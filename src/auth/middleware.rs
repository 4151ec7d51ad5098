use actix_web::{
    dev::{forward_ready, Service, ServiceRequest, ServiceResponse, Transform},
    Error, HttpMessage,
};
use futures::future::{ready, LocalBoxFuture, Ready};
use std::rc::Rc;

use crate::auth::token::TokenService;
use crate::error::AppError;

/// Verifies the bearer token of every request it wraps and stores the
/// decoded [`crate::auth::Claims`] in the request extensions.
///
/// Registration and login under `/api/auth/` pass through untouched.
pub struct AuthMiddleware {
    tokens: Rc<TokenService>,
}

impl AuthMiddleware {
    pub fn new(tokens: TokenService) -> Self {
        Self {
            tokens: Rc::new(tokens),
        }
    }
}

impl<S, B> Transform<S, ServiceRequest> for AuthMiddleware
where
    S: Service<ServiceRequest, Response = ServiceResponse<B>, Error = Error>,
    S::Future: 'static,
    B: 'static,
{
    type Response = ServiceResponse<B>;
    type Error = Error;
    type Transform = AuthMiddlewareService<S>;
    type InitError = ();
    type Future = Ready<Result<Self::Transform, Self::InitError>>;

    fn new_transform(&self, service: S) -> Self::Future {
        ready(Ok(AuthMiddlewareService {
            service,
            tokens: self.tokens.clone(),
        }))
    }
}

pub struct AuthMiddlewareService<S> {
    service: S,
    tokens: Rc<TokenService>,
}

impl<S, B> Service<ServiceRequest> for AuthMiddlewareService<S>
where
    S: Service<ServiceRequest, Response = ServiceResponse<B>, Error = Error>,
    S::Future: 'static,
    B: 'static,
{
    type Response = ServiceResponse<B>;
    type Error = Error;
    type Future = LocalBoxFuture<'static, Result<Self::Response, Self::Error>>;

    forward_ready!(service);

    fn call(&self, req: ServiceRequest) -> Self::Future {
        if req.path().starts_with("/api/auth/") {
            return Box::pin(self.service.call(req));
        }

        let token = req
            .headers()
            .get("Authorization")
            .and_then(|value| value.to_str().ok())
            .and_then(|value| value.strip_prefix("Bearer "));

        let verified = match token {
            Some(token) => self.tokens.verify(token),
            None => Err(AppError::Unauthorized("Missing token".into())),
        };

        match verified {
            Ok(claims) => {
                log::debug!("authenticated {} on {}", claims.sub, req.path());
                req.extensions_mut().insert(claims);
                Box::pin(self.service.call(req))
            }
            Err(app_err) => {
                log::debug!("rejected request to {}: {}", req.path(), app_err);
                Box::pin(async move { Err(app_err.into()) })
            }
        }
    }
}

◇ ◇ ◇

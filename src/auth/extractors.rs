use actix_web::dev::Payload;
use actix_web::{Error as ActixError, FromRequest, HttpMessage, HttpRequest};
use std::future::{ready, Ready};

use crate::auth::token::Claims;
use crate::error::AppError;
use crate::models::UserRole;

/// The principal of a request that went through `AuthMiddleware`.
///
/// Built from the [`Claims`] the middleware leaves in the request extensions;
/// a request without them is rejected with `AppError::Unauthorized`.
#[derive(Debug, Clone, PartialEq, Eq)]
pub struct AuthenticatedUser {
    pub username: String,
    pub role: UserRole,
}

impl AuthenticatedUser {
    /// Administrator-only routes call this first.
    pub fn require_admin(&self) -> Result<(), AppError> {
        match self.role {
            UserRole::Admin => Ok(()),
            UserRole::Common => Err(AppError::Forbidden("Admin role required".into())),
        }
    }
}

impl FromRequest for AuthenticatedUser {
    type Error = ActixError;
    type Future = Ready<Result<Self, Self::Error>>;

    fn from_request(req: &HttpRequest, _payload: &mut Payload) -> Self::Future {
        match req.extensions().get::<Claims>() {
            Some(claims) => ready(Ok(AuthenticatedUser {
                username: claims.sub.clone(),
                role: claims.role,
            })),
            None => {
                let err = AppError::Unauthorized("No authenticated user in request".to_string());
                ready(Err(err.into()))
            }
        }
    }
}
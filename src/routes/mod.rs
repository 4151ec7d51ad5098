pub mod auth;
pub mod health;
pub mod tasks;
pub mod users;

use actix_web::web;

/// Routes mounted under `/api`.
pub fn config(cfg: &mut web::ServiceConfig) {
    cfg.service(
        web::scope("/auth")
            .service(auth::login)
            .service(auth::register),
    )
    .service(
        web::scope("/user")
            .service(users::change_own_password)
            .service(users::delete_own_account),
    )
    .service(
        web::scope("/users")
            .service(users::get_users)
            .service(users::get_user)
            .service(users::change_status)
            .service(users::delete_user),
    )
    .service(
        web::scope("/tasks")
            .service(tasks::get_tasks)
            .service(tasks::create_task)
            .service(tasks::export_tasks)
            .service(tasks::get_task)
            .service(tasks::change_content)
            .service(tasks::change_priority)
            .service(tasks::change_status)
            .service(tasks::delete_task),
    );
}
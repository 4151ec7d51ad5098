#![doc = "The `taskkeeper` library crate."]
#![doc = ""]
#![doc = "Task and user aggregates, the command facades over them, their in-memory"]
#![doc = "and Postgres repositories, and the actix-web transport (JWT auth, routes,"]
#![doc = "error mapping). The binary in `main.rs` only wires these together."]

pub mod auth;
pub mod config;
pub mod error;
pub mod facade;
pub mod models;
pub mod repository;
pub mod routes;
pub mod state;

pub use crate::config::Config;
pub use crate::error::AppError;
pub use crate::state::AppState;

◇ ◇ ◇

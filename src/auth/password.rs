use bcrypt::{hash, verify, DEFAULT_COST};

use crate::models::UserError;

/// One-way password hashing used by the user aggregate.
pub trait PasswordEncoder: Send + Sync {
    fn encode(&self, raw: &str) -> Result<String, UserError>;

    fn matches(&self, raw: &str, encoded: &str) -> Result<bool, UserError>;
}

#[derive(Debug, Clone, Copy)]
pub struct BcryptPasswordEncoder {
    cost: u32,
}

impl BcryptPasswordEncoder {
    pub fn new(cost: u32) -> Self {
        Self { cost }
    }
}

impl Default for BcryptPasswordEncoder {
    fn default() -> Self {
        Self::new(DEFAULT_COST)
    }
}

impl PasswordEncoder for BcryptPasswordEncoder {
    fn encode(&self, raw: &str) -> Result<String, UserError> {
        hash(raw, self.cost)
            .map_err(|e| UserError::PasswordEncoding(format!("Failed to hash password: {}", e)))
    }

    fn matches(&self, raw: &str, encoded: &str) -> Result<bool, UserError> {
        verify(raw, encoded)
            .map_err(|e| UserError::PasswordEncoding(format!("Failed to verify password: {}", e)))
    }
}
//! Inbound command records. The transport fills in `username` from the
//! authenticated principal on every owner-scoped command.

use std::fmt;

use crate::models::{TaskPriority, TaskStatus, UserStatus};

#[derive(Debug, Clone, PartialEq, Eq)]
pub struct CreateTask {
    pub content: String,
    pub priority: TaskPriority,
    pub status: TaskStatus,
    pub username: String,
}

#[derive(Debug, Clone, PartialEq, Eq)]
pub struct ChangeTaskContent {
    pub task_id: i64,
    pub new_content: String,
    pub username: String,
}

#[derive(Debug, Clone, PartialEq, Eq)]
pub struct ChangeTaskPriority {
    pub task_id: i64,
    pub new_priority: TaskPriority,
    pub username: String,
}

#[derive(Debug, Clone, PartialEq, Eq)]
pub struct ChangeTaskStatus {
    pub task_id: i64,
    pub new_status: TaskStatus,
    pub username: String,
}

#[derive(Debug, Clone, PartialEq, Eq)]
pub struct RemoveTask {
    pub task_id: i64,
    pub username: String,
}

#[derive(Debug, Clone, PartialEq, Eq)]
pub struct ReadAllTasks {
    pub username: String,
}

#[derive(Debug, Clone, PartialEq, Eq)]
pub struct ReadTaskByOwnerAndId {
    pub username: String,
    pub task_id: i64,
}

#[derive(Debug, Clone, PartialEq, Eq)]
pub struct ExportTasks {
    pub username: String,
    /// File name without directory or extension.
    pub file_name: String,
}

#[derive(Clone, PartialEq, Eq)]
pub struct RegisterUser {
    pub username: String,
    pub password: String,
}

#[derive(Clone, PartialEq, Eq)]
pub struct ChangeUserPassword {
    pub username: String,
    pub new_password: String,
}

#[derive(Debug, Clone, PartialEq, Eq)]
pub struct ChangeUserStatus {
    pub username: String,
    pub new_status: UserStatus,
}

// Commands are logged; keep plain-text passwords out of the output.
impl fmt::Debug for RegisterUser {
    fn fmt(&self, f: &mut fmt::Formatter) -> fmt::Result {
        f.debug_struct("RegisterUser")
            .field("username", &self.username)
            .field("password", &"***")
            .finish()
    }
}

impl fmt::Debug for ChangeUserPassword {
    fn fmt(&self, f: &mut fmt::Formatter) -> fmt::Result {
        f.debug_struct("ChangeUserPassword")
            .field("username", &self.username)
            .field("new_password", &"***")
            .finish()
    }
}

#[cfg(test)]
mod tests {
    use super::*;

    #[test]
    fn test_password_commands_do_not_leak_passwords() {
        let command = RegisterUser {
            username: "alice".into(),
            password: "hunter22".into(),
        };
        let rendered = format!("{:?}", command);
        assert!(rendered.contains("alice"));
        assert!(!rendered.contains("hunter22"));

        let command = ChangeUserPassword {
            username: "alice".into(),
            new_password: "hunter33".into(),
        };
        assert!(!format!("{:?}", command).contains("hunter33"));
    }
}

◇ ◇ ◇

DIRECTIONS: Filter the records above down to the lines containing "principal".

TASK SOLUTION:
/// The principal of a request that went through `AuthMiddleware`.
//! authenticated principal on every owner-scoped command.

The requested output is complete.